The cloud-native apps by their nature are microservices-based applications and they are constituted of “set of microservices” which is owned by one or mixed company lines and consolidated from various resources. A cloud-native app can easily contain 35+ microservices. Usually in an organization, there are about 150+ business applications, and recreating them as cloud-native apps can lead to 3500+ microservices, all deployed on a single container platform at once. As a result, there will a consistent change in your production environment.
The cloud-native applications on a container platform need an absolute redesigning of the entire IT operations and management. These changes are driven by:
- Integrating constant deployment of cloud-native applications
- Reconstructing the relationship and cooperation model with the organization
- Tooling for microservices monitoring, management, and logging
How to deal with the cloud-native apps in production?
To seamlessly integrate the continuous deployment of the cloud-native apps, you need to re-evaluate the management of your testing, staging, and production conditions along with an integrated toolchain. You also need to observe the flow control through all the various stages. The development phase must mirror the production stage so that the business lines can effectively test the microservices under the close-to-production provisions and operations. Likewise, businesses can verify the development progress and classify the possible issues before moving towards the production stage by performing intense monitoring and logging.

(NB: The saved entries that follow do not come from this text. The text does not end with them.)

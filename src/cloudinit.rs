//! Cloud-init hook execution.
//!
//! Hooks run at fixed points of every action (`before-install`,
//! `after-upgrade-chroot`, ...). The engine only knows stage names; the
//! actual execution is delegated to the system's cloud-init binary.

use anyhow::Result;
use std::fmt;
use std::process::Command;
use tracing::{debug, warn};

use crate::constants;

/// Stage runner for cloud-init style hooks.
pub trait CloudInitRunner: fmt::Debug {
    /// Run the given stage against the configured snippet directories.
    fn run_stage(&self, stage: &str, dirs: &[String]) -> Result<()>;
}

/// Production runner invoking the system cloud-init binary.
#[derive(Debug, Default)]
pub struct SystemCloudInit;

impl CloudInitRunner for SystemCloudInit {
    fn run_stage(&self, stage: &str, dirs: &[String]) -> Result<()> {
        debug!("Running cloud-init stage {}", stage);
        let status = Command::new(constants::CLOUD_INIT_BINARY)
            .arg(stage)
            .args(dirs)
            .status();
        match status {
            Ok(s) if s.success() => Ok(()),
            Ok(s) => {
                warn!("cloud-init stage {} exited with {}", stage, s);
                anyhow::bail!("cloud-init stage {} failed", stage)
            }
            Err(e) => {
                warn!("cloud-init binary unavailable: {}", e);
                anyhow::bail!("failed running cloud-init stage {}: {}", stage, e)
            }
        }
    }
}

Moreover, businesses should support rollback if the new microservices creates an error in the production environment. Secondly, the container platforms must maintain the Continuous Integration/ Continuous Delivery (CI/CD) process and implement constant monitoring, resourcing, and tooling access over the testing, staging, and production phase.
Synchronizing with the Business
Enterprises are more focused on re-creating their relationship and interactive model with the businesses. IT leaders are now jointly operating with the developers and LOB users to create an effective microservices architecture and process model across the business.
Benefits of having a Microservice-Based Solution
Easy to Manage and Evolve Especially:
- Developers find it quite easy to learn and get started instantly with excellent productivity. For instance, containers start quickly making it more productive for developers.
- An IDE like Visual Studio can load tinier projects quickly.
- Each microservice can be created, developed, and deployed individually of other microservices providing agility since it is easy to deploy new versions of microservices often.
Effective Work Division Every service can be controlled by a single development team and each team can control, develop, deploy, and estimate their service independently.
Isolated Issues Error in a single service does not hinder the entire structure, only the particular service is impacted. Besides, when a problem in a microservice is resolved, you can easily deploy just the affected microservice without influencing the rest of the application.